━━━━━ Source records

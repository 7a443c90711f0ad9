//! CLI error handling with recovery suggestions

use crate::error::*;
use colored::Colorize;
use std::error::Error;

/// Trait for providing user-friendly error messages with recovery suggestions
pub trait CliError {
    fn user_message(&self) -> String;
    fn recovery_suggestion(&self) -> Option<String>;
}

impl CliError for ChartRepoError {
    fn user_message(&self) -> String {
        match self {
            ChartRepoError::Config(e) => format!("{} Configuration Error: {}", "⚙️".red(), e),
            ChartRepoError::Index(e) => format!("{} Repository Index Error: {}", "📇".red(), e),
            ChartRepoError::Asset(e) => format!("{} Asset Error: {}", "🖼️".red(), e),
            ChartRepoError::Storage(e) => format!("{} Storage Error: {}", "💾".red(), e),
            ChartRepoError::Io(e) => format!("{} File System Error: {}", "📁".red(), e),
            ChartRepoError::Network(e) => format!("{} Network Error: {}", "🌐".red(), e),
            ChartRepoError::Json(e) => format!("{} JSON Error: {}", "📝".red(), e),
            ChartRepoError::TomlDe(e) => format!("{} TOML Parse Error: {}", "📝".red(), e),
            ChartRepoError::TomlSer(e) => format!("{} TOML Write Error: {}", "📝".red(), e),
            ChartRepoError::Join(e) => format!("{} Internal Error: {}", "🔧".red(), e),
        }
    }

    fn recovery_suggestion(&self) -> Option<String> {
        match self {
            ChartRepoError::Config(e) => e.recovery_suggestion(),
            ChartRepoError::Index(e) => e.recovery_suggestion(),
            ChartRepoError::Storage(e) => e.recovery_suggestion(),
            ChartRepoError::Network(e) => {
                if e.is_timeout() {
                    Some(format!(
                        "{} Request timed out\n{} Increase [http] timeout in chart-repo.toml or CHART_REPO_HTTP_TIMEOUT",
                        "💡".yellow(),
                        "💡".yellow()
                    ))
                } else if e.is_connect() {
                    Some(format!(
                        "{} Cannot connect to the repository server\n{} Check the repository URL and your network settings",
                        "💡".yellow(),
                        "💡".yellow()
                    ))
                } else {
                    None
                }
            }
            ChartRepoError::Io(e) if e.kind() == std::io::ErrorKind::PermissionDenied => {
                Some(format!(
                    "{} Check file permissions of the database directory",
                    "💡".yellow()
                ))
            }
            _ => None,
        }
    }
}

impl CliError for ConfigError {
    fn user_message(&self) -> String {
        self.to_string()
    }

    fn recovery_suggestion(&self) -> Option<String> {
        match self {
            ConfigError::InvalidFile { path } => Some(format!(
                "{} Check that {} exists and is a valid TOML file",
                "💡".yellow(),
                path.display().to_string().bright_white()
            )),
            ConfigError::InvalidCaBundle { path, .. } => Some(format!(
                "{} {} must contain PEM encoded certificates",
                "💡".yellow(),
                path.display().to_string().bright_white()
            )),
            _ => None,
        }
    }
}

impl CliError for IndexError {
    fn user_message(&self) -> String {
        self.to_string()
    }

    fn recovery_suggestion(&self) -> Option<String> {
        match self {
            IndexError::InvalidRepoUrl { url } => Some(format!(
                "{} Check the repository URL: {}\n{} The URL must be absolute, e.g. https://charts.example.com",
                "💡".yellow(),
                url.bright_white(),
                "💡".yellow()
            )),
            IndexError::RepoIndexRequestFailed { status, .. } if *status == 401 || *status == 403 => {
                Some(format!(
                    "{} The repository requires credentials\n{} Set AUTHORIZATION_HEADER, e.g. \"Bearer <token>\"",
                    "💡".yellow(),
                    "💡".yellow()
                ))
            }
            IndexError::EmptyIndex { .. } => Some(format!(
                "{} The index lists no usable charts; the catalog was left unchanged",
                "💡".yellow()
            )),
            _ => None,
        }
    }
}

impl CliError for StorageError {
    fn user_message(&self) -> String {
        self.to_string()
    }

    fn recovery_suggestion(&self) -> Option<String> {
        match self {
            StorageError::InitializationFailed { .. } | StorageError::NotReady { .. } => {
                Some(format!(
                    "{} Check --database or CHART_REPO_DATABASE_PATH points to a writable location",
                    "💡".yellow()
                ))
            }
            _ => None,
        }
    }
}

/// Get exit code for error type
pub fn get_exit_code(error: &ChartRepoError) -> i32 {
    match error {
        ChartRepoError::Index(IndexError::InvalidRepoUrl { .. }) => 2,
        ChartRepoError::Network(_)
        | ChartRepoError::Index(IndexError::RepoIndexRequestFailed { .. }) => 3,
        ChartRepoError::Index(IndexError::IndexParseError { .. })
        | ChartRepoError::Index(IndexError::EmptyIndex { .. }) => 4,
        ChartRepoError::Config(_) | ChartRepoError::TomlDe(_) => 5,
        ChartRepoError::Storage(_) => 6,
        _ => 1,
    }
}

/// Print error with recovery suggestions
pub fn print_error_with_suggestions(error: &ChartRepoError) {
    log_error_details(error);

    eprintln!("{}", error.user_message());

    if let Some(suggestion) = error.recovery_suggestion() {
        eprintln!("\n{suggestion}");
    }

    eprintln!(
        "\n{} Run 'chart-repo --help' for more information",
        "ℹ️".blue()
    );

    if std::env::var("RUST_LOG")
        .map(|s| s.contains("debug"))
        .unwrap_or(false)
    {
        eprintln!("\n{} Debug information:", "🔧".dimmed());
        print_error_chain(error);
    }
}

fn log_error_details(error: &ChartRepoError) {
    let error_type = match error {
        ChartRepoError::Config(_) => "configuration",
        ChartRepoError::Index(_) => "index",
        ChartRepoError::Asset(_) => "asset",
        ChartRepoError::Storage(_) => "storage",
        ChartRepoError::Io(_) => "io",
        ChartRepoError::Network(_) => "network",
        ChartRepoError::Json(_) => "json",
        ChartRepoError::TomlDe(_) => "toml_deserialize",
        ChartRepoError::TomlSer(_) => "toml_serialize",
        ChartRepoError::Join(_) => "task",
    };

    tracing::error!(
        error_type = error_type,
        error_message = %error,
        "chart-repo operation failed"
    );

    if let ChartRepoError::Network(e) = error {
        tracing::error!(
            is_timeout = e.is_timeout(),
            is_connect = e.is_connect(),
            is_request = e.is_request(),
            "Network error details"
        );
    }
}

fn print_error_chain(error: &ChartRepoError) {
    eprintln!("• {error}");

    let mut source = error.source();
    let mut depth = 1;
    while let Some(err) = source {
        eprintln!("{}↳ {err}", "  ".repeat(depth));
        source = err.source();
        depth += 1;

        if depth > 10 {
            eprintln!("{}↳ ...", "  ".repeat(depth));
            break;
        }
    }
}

━━━━━━━━━━
━━━━━ Source records

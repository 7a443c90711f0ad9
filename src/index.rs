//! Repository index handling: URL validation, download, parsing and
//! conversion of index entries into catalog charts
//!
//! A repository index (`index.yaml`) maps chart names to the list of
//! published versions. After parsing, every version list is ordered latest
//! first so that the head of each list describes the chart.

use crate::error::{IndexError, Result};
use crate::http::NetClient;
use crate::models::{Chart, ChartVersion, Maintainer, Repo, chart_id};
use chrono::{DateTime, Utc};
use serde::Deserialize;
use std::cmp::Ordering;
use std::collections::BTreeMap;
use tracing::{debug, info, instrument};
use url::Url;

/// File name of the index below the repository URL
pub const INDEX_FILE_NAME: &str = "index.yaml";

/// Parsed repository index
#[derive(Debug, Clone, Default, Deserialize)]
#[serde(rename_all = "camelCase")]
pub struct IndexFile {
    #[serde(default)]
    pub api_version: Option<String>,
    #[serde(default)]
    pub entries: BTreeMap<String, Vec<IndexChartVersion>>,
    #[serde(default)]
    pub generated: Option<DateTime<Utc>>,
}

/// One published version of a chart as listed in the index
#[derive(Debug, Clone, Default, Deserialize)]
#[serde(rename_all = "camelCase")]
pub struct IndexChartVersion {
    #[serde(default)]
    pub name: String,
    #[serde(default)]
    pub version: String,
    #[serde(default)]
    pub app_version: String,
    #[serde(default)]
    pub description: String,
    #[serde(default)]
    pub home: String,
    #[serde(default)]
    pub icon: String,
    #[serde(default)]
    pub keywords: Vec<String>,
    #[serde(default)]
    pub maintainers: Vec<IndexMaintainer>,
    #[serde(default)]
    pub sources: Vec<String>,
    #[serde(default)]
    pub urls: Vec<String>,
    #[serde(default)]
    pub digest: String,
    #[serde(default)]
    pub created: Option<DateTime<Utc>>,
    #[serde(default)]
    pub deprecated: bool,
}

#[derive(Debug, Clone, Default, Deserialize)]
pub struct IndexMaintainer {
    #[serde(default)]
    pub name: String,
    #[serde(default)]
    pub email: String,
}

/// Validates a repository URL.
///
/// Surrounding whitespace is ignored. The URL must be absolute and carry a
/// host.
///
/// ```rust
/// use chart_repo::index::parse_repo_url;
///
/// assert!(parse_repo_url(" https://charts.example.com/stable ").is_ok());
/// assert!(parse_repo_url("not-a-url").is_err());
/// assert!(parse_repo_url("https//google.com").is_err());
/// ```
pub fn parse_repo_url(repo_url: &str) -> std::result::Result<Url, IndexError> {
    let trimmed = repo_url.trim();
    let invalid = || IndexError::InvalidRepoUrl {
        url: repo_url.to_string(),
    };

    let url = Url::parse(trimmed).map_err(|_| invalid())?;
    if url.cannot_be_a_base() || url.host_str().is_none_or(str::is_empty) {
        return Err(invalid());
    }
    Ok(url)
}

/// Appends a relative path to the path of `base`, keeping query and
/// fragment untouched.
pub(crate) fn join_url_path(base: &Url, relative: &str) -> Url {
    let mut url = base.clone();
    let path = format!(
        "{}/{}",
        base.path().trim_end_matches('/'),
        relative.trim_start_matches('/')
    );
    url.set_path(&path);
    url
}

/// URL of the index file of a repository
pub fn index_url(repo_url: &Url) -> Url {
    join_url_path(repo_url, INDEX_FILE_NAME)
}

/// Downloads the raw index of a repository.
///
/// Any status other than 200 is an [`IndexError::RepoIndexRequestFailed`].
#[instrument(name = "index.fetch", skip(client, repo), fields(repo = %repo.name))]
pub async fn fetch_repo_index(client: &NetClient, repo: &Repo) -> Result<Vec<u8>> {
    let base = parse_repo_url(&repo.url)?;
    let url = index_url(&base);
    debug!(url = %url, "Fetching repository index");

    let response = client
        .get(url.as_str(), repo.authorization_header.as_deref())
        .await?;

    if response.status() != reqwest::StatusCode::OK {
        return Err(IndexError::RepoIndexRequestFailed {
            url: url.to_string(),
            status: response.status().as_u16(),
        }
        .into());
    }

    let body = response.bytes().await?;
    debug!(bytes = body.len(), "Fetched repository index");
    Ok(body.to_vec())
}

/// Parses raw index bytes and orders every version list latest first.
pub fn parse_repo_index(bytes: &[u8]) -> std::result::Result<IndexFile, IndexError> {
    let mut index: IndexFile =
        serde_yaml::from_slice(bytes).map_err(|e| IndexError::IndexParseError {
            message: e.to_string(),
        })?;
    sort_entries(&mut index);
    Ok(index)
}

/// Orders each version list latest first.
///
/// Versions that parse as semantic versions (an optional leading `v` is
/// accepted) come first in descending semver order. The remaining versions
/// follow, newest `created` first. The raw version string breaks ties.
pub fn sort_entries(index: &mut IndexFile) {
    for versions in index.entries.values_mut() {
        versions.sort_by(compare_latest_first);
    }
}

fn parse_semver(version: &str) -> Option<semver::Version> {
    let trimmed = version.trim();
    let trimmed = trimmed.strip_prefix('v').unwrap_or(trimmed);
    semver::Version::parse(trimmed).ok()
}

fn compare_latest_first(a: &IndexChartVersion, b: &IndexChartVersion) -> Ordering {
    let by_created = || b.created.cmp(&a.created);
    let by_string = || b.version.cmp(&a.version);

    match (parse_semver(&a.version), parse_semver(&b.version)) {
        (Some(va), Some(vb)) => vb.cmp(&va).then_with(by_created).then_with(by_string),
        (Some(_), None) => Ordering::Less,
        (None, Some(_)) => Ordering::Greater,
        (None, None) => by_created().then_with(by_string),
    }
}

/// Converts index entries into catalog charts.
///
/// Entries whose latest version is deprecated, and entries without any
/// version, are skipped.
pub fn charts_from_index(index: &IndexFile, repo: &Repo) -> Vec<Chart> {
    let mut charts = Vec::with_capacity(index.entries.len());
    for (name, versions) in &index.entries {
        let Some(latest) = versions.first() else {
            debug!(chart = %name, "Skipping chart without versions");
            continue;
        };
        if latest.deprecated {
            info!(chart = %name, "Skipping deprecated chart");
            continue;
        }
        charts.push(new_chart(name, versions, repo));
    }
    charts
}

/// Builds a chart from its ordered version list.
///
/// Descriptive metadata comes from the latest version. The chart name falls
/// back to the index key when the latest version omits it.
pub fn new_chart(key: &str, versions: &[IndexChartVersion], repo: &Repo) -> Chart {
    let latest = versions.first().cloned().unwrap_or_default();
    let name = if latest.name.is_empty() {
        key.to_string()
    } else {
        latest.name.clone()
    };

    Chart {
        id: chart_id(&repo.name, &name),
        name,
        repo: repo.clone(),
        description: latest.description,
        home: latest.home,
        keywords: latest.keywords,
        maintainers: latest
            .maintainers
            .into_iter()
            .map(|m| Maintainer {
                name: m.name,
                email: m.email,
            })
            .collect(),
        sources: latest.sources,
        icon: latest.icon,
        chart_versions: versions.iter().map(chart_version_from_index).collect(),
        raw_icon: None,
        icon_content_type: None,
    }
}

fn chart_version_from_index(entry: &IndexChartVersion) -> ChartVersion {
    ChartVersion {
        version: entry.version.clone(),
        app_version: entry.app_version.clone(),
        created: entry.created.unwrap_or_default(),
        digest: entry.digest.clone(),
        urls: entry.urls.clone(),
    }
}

━━━━━━━━━━

Work instruction: Write down how many lines of the data above contain the string "TomlSer", and include nothing besides that number.

Solution to this exercise: 2